Dataset entries:
//! CLI Exit Codes
//!
//! Standard exit codes for CLI operations and automation.

use crate::core::adam::AdamError;
use crate::core::ascii::AsciiOutcome;
use crate::core::protocol::Outcome;
use crate::core::transport::TransportError;
use std::process::ExitCode;

/// Exit code constants
#[derive(Debug, Clone, Copy, PartialEq, Eq)]
pub struct ExitCodes;

impl ExitCodes {
    /// Success
    pub const SUCCESS: u8 = 0;

    /// General error
    pub const ERROR: u8 = 1;

    /// Invalid arguments
    pub const INVALID_ARGS: u8 = 2;

    /// Port could not be opened
    pub const CONNECTION_FAILED: u8 = 3;

    /// No response in time
    pub const TIMEOUT: u8 = 4;

    /// Permission denied
    pub const PERMISSION_DENIED: u8 = 7;

    /// Configuration error
    pub const CONFIG_ERROR: u8 = 8;

    /// CRC mismatch, exception response or malformed reply
    pub const PROTOCOL_ERROR: u8 = 9;

    /// User cancelled
    pub const CANCELLED: u8 = 11;

    /// Port not found
    pub const PORT_NOT_FOUND: u8 = 14;
}

/// CLI operation result
#[derive(Debug)]
pub enum CliResult {
    /// Success with optional message
    Success(Option<String>),

    /// Error with code and message
    Error(u8, String),
}

impl CliResult {
    pub fn success() -> Self {
        Self::Success(None)
    }

    pub fn success_with_message(msg: impl Into<String>) -> Self {
        Self::Success(Some(msg.into()))
    }

    pub fn error(code: u8, msg: impl Into<String>) -> Self {
        Self::Error(code, msg.into())
    }

    pub fn timeout(msg: impl Into<String>) -> Self {
        Self::Error(ExitCodes::TIMEOUT, msg.into())
    }

    pub fn protocol_error(msg: impl Into<String>) -> Self {
        Self::Error(ExitCodes::PROTOCOL_ERROR, msg.into())
    }

    /// Classify an RTU outcome
    pub fn from_outcome(outcome: &Outcome) -> Self {
        match outcome {
            Outcome::Success(response) if !response.crc_valid() => Self::protocol_error(format!(
                "CRC mismatch: expected {:04X}, received {:04X}",
                response.calc_crc(),
                response.crc_out()
            )),
            Outcome::Success(response) if response.is_exception() => {
                let detail = response
                    .exception()
                    .map(|e| e.to_string())
                    .unwrap_or_else(|| format!("code 0x{:02X}", response.data().get(2).copied().unwrap_or(0)));
                Self::protocol_error(format!("Exception response: {detail}"))
            }
            Outcome::Success(_) => Self::success(),
            Outcome::PortNotOpen => Self::error(ExitCodes::CONNECTION_FAILED, "Port not open"),
            Outcome::Timeout { .. } => Self::timeout("No response before timeout"),
            Outcome::Fault(e) => Self::from(e),
        }
    }

    /// Classify a text exchange outcome
    pub fn from_ascii(outcome: &AsciiOutcome) -> Self {
        match outcome {
            AsciiOutcome::Success(_) => Self::success(),
            AsciiOutcome::PortNotOpen => Self::error(ExitCodes::CONNECTION_FAILED, "Port not open"),
            AsciiOutcome::Timeout { .. } => Self::timeout("No reply before timeout"),
            AsciiOutcome::Fault(e) => Self::from(e),
        }
    }

    /// Get exit code
    pub fn code(&self) -> u8 {
        match self {
            Self::Success(_) => ExitCodes::SUCCESS,
            Self::Error(code, _) => *code,
        }
    }

    /// Get message
    pub fn message(&self) -> Option<&str> {
        match self {
            Self::Success(Some(msg)) => Some(msg),
            Self::Error(_, msg) => Some(msg),
            _ => None,
        }
    }

    /// Convert to ExitCode
    pub fn to_exit_code(&self) -> ExitCode {
        ExitCode::from(self.code())
    }

    /// Is success?
    pub fn is_success(&self) -> bool {
        matches!(self, Self::Success(_))
    }
}

impl From<&TransportError> for CliResult {
    fn from(err: &TransportError) -> Self {
        let code = match err {
            TransportError::PortNotFound(_) => ExitCodes::PORT_NOT_FOUND,
            TransportError::PermissionDenied(_) => ExitCodes::PERMISSION_DENIED,
            TransportError::InvalidConfiguration(_) => ExitCodes::CONFIG_ERROR,
            TransportError::OpenFailed(_) | TransportError::NotConnected => ExitCodes::CONNECTION_FAILED,
            TransportError::IoError(e) if e.kind() == std::io::ErrorKind::TimedOut => ExitCodes::TIMEOUT,
            TransportError::IoError(_) => ExitCodes::ERROR,
        };
        Self::Error(code, err.to_string())
    }
}

impl From<&AdamError> for CliResult {
    fn from(err: &AdamError) -> Self {
        match err {
            AdamError::PortNotOpen => Self::error(ExitCodes::CONNECTION_FAILED, err.to_string()),
            AdamError::Timeout(_) => Self::timeout(err.to_string()),
            AdamError::Malformed(_) => Self::protocol_error(err.to_string()),
            AdamError::Transport(e) => Self::from(e),
        }
    }
}

/// Exit code description
pub fn exit_code_description(code: u8) -> &'static str {
    match code {
        0 => "Success",
        1 => "General error",
        2 => "Invalid arguments",
        3 => "Connection failed",
        4 => "Timeout",
        7 => "Permission denied",
        8 => "Configuration error",
        9 => "Protocol error",
        11 => "Operation cancelled",
        14 => "Port not found",
        _ => "Unknown error",
    }
}
//! Modbus function and exception codes
//!
//! Covers the eight public function codes used when polling I/O modules and PLCs.

use std::fmt;

/// Bit set in the function code of an exception response
pub const EXCEPTION_FLAG: u8 = 0x80;

/// Smallest frame the bus can deliver: address + function code + CRC
pub const MIN_FRAME_LEN: usize = 4;

/// Most registers one Write Multiple Registers request may carry
pub const MAX_WRITE_REGISTERS: usize = 123;

/// Most coils one Write Multiple Coils request may carry
pub const MAX_WRITE_COILS: usize = 1968;

/// Modbus function codes
#[derive(Debug, Clone, Copy, PartialEq, Eq, Hash)]
#[repr(u8)]
pub enum FunctionCode {
    /// Read Coils (0x01)
    ReadCoils = 0x01,
    /// Read Discrete Inputs (0x02)
    ReadDiscreteInputs = 0x02,
    /// Read Holding Registers (0x03)
    ReadHoldingRegisters = 0x03,
    /// Read Input Registers (0x04)
    ReadInputRegisters = 0x04,
    /// Write Single Coil (0x05)
    WriteSingleCoil = 0x05,
    /// Write Single Register (0x06)
    WriteSingleRegister = 0x06,
    /// Write Multiple Coils (0x0F)
    WriteMultipleCoils = 0x0F,
    /// Write Multiple Registers (0x10)
    WriteMultipleRegisters = 0x10,
}

impl FunctionCode {
    /// Get function code from u8
    pub fn from_u8(code: u8) -> Option<Self> {
        match code {
            0x01 => Some(FunctionCode::ReadCoils),
            0x02 => Some(FunctionCode::ReadDiscreteInputs),
            0x03 => Some(FunctionCode::ReadHoldingRegisters),
            0x04 => Some(FunctionCode::ReadInputRegisters),
            0x05 => Some(FunctionCode::WriteSingleCoil),
            0x06 => Some(FunctionCode::WriteSingleRegister),
            0x0F => Some(FunctionCode::WriteMultipleCoils),
            0x10 => Some(FunctionCode::WriteMultipleRegisters),
            _ => None,
        }
    }

    /// Raw code as sent on the wire
    pub fn code(self) -> u8 {
        self as u8
    }

    /// Get name of function code
    pub fn name(&self) -> &'static str {
        match self {
            FunctionCode::ReadCoils => "Read Coils",
            FunctionCode::ReadDiscreteInputs => "Read Discrete Inputs",
            FunctionCode::ReadHoldingRegisters => "Read Holding Registers",
            FunctionCode::ReadInputRegisters => "Read Input Registers",
            FunctionCode::WriteSingleCoil => "Write Single Coil",
            FunctionCode::WriteSingleRegister => "Write Single Register",
            FunctionCode::WriteMultipleCoils => "Write Multiple Coils",
            FunctionCode::WriteMultipleRegisters => "Write Multiple Registers",
        }
    }

    /// Whether the response carries a byte count followed by packed data
    pub fn is_read(self) -> bool {
        matches!(
            self,
            FunctionCode::ReadCoils
                | FunctionCode::ReadDiscreteInputs
                | FunctionCode::ReadHoldingRegisters
                | FunctionCode::ReadInputRegisters
        )
    }
}

impl fmt::Display for FunctionCode {
    fn fmt(&self, f: &mut fmt::Formatter<'_>) -> fmt::Result {
        write!(f, "{} (0x{:02X})", self.name(), self.code())
    }
}

impl From<FunctionCode> for u8 {
    fn from(code: FunctionCode) -> Self {
        code as u8
    }
}

/// Modbus exception codes
#[derive(Debug, Clone, Copy, PartialEq, Eq)]
#[repr(u8)]
pub enum ExceptionCode {
    /// Function code not supported by the device
    IllegalFunction = 0x01,
    /// Address range outside the device's tables
    IllegalDataAddress = 0x02,
    /// Value in the request not acceptable
    IllegalDataValue = 0x03,
    /// Unrecoverable error while serving the request
    SlaveDeviceFailure = 0x04,
    /// Request accepted, processing takes longer
    Acknowledge = 0x05,
    /// Device busy with a long-running command
    SlaveDeviceBusy = 0x06,
    /// Parity error reading extended memory
    MemoryParityError = 0x08,
    /// Gateway could not route the request
    GatewayPathUnavailable = 0x0A,
    /// Gateway got no answer from the target device
    GatewayTargetDeviceFailedToRespond = 0x0B,
}

impl ExceptionCode {
    /// Get exception from u8
    pub fn from_u8(code: u8) -> Option<Self> {
        match code {
            0x01 => Some(ExceptionCode::IllegalFunction),
            0x02 => Some(ExceptionCode::IllegalDataAddress),
            0x03 => Some(ExceptionCode::IllegalDataValue),
            0x04 => Some(ExceptionCode::SlaveDeviceFailure),
            0x05 => Some(ExceptionCode::Acknowledge),
            0x06 => Some(ExceptionCode::SlaveDeviceBusy),
            0x08 => Some(ExceptionCode::MemoryParityError),
            0x0A => Some(ExceptionCode::GatewayPathUnavailable),
            0x0B => Some(ExceptionCode::GatewayTargetDeviceFailedToRespond),
            _ => None,
        }
    }

    /// Get name of exception
    pub fn name(&self) -> &'static str {
        match self {
            ExceptionCode::IllegalFunction => "Illegal Function",
            ExceptionCode::IllegalDataAddress => "Illegal Data Address",
            ExceptionCode::IllegalDataValue => "Illegal Data Value",
            ExceptionCode::SlaveDeviceFailure => "Slave Device Failure",
            ExceptionCode::Acknowledge => "Acknowledge",
            ExceptionCode::SlaveDeviceBusy => "Slave Device Busy",
            ExceptionCode::MemoryParityError => "Memory Parity Error",
            ExceptionCode::GatewayPathUnavailable => "Gateway Path Unavailable",
            ExceptionCode::GatewayTargetDeviceFailedToRespond => "Gateway Target Failed to Respond",
        }
    }
}

impl fmt::Display for ExceptionCode {
    fn fmt(&self, f: &mut fmt::Formatter<'_>) -> fmt::Result {
        write!(f, "{} (0x{:02X})", self.name(), *self as u8)
    }
}

/// Extract coil/discrete values from response data
pub fn parse_coils(data: &[u8], count: usize) -> Vec<bool> {
    let mut result = Vec::with_capacity(count);
    for (i, &byte) in data.iter().enumerate() {
        for bit in 0..8 {
            if i * 8 + bit >= count {
                break;
            }
            result.push((byte >> bit) & 1 == 1);
        }
    }
    result
}

/// Pack coil values into bytes, first coil in the least significant bit
pub fn pack_coils(coils: &[bool]) -> Vec<u8> {
    let mut result = Vec::with_capacity((coils.len() + 7) / 8);
    for chunk in coils.chunks(8) {
        let mut byte = 0u8;
        for (bit, &coil) in chunk.iter().enumerate() {
            if coil {
                byte |= 1 << bit;
            }
        }
        result.push(byte);
    }
    result
}

/// Coil state as written by Write Single Coil
pub fn coil_value(on: bool) -> u16 {
    if on {
        0xFF00
    } else {
        0x0000
    }
}
//! Finance domain errors

use core_kernel::{MoneyError, TemporalError};
use domain_currency::CurrencyError;
use rust_decimal::Decimal;
use thiserror::Error;

/// Errors that can occur in the finance domain
///
/// Display paths (aggregation, bucketing) degrade instead of returning
/// these; they come from row validation, invalid requests and export I/O.
#[derive(Debug, Error)]
pub enum FinanceError {
    /// The row references a currency the organization does not have
    #[error("Unknown currency: {0}")]
    UnknownCurrency(String),

    /// The row carries neither a currency id nor a code
    #[error("Row has no currency")]
    MissingCurrency,

    /// The explicit sign is not +1 or -1
    #[error("Invalid sign: {0}")]
    InvalidSign(Decimal),

    /// The movement type does not map to a sign
    #[error("Unknown movement type: {0}")]
    UnknownMovementType(String),

    /// Neither a sign nor a movement type is present
    #[error("Row has neither a sign nor a movement type")]
    MissingSign,

    /// Money error
    #[error(transparent)]
    Money(#[from] MoneyError),

    /// Currency reference data error
    #[error(transparent)]
    Currency(#[from] CurrencyError),

    /// Invalid series request
    #[error(transparent)]
    Temporal(#[from] TemporalError),

    /// CSV encoding error
    #[error("CSV export failed: {0}")]
    Csv(#[from] csv::Error),

    /// Writer error
    #[error("Export I/O failed: {0}")]
    Io(#[from] std::io::Error),
}
//! Money display service
//!
//! Binds an organization's currencies, preferences, time zone and locale
//! into one place pages ask for formatted amounts, breakdowns and series.

use chrono::NaiveDate;
use core_kernel::{MoneyValue, Timezone};
use domain_currency::{
    CurrencyConverter, CurrencyPreferences, CurrencyRegistry, DisplayMode, FormattedAmount,
    MoneyFormatter,
};
use domain_finance::{Aggregator, Breakdown, FinanceError, FinancialMovement, Series, SeriesBuilder, SeriesRequest};
use serde::Serialize;

use crate::error::AppError;

/// Everything that shapes how one organization's money is shown
#[derive(Debug, Clone)]
pub struct OrganizationFinance {
    registry: CurrencyRegistry,
    preferences: CurrencyPreferences,
    timezone: Timezone,
    formatter: MoneyFormatter,
}

impl OrganizationFinance {
    /// Binds reference data and preferences
    ///
    /// # Errors
    ///
    /// Returns an error if the preferences do not match the registry.
    pub fn new(
        registry: CurrencyRegistry,
        preferences: CurrencyPreferences,
        timezone: Timezone,
        locale: &str,
    ) -> Result<Self, AppError> {
        preferences.check(&registry)?;
        let formatter = MoneyFormatter::for_tag(locale, preferences.decimal_places);
        Ok(Self {
            registry,
            preferences,
            timezone,
            formatter,
        })
    }

    pub fn registry(&self) -> &CurrencyRegistry {
        &self.registry
    }

    pub fn preferences(&self) -> &CurrencyPreferences {
        &self.preferences
    }

    pub fn timezone(&self) -> Timezone {
        self.timezone
    }

    pub fn formatter(&self) -> &MoneyFormatter {
        &self.formatter
    }

    /// Today in the organization's time zone
    pub fn today(&self) -> NaiveDate {
        self.timezone.today()
    }
}

/// A breakdown ready to render
///
/// In mix mode `lines` holds one entry per currency in its own currency.
/// In primary and secondary modes `lines` is empty and only the converted
/// total is shown.
#[derive(Debug, Clone, PartialEq, Eq, Serialize)]
pub struct BreakdownView {
    pub mode: DisplayMode,
    pub lines: Vec<FormattedAmount>,
    pub total: FormattedAmount,
}

/// Formats amounts and derives aggregates for one organization
#[derive(Debug, Clone)]
pub struct MoneyDisplayService {
    finance: OrganizationFinance,
}

impl MoneyDisplayService {
    pub fn new(finance: OrganizationFinance) -> Self {
        Self { finance }
    }

    pub fn finance(&self) -> &OrganizationFinance {
        &self.finance
    }

    /// A converter honoring the organization's preferences
    pub fn converter(&self) -> CurrencyConverter<'_> {
        CurrencyConverter::with_preferences(&self.finance.registry, &self.finance.preferences)
            .unwrap_or_else(|_| CurrencyConverter::new(&self.finance.registry))
    }

    /// The mode actually used for a requested one
    pub fn effective_mode(&self, requested: DisplayMode) -> DisplayMode {
        self.finance.preferences.effective_mode(requested)
    }

    /// Formats a single value in the requested mode
    pub fn format_value(&self, value: &MoneyValue, mode: DisplayMode) -> FormattedAmount {
        let display = self.converter().to_display(value, self.effective_mode(mode));
        self.finance.formatter.format_display(&display, &self.finance.registry)
    }

    /// Folds values into a per-currency breakdown
    pub fn breakdown<'v, I>(&self, values: I) -> Breakdown
    where
        I: IntoIterator<Item = &'v MoneyValue>,
    {
        Aggregator::new(self.converter()).aggregate(values)
    }

    /// Folds signed movements into a per-currency breakdown
    pub fn movement_breakdown(&self, movements: &[FinancialMovement]) -> Breakdown {
        Aggregator::new(self.converter()).aggregate_movements(movements)
    }

    /// Renders a breakdown for the requested mode
    pub fn render_breakdown(&self, breakdown: &Breakdown, mode: DisplayMode) -> BreakdownView {
        let mode = self.effective_mode(mode);
        let converter = self.converter();
        let formatter = &self.finance.formatter;
        let registry = &self.finance.registry;

        let lines = match mode {
            DisplayMode::Mix => breakdown
                .lines
                .iter()
                .map(|line| {
                    let symbol = registry
                        .by_code(&line.currency)
                        .map(|c| c.symbol.as_str())
                        .unwrap_or_else(|| line.currency.as_str());
                    FormattedAmount {
                        text: formatter.format(line.native_amount, symbol),
                        currency: line.currency.clone(),
                        muted: !line.reliable,
                    }
                })
                .collect(),
            DisplayMode::Primary | DisplayMode::Secondary => Vec::new(),
        };

        let total_display = converter.functional_to_display(breakdown.total_in_functional, mode);
        let mut total = formatter.format_display(&total_display, registry);
        total.muted |= !breakdown.is_reliable();

        BreakdownView { mode, lines, total }
    }

    /// Builds a series in the functional currency
    pub fn series(&self, request: &SeriesRequest, movements: &[FinancialMovement]) -> Result<Series, FinanceError> {
        SeriesBuilder::new(self.converter()).build(request, movements)
    }

    /// Daily buckets ending today in the organization's time zone
    pub fn daily_request(&self, days: u32, today: NaiveDate) -> SeriesRequest {
        SeriesRequest::last_days(days, today, self.finance.timezone)
    }

    /// Monthly buckets ending with the current month, with a running balance
    pub fn monthly_request(&self, months: u32, today: NaiveDate) -> SeriesRequest {
        SeriesRequest::last_months(months, today, self.finance.timezone).with_opening_balance()
    }
}
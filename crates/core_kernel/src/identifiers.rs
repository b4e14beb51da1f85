//! Tenancy and finance identifiers
//!
//! Each id is a UUID newtype, so an organization id cannot be passed where a
//! currency id is expected.

use serde::{Deserialize, Serialize};
use std::fmt;
use std::str::FromStr;
use uuid::Uuid;

macro_rules! define_id {
    ($name:ident, $prefix:literal) => {
        #[derive(Debug, Clone, Copy, PartialEq, Eq, Hash, Serialize, Deserialize)]
        #[serde(transparent)]
        pub struct $name(Uuid);

        impl $name {
            /// Random identifier for tests and in-memory data
            pub fn new() -> Self {
                Self(Uuid::new_v4())
            }

            /// Time-ordered identifier for newly created records
            pub fn new_v7() -> Self {
                Self(Uuid::now_v7())
            }

            pub fn from_uuid(uuid: Uuid) -> Self {
                Self(uuid)
            }

            pub fn as_uuid(&self) -> &Uuid {
                &self.0
            }
        }

        impl Default for $name {
            fn default() -> Self {
                Self::new()
            }
        }

        /// Renders as `PREFIX-uuid` so ids of different kinds read apart in logs
        impl fmt::Display for $name {
            fn fmt(&self, f: &mut fmt::Formatter<'_>) -> fmt::Result {
                write!(f, concat!($prefix, "-{}"), self.0)
            }
        }

        /// Accepts both the prefixed form and a bare UUID
        impl FromStr for $name {
            type Err = uuid::Error;

            fn from_str(raw: &str) -> Result<Self, Self::Err> {
                let bare = raw.strip_prefix(concat!($prefix, "-")).unwrap_or(raw);
                Uuid::parse_str(bare).map(Self)
            }
        }
    };
}

// Tenancy identifiers
define_id!(OrganizationId, "ORG");
define_id!(ProjectId, "PRJ");

// Finance identifiers
define_id!(CurrencyId, "CUR");
define_id!(MovementId, "MOV");

#[cfg(test)]
mod tests {
    use super::*;

    #[test]
    fn test_organization_id_display() {
        let id = OrganizationId::new();
        let display = id.to_string();
        assert!(display.starts_with("ORG-"));
    }

    #[test]
    fn test_id_parsing() {
        let original = OrganizationId::new();
        let parsed: OrganizationId = original.to_string().parse().unwrap();
        assert_eq!(original, parsed);
    }

    #[test]
    fn test_bare_uuid_parsing() {
        let uuid = Uuid::new_v4();
        let parsed: ProjectId = uuid.to_string().parse().unwrap();
        assert_eq!(parsed.as_uuid(), &uuid);
        assert!("PRJ-not-a-uuid".parse::<ProjectId>().is_err());
    }
}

## About this task:
A single number is required: the count of lines in the data that include the string "chunk".

## Solution to the problem:
2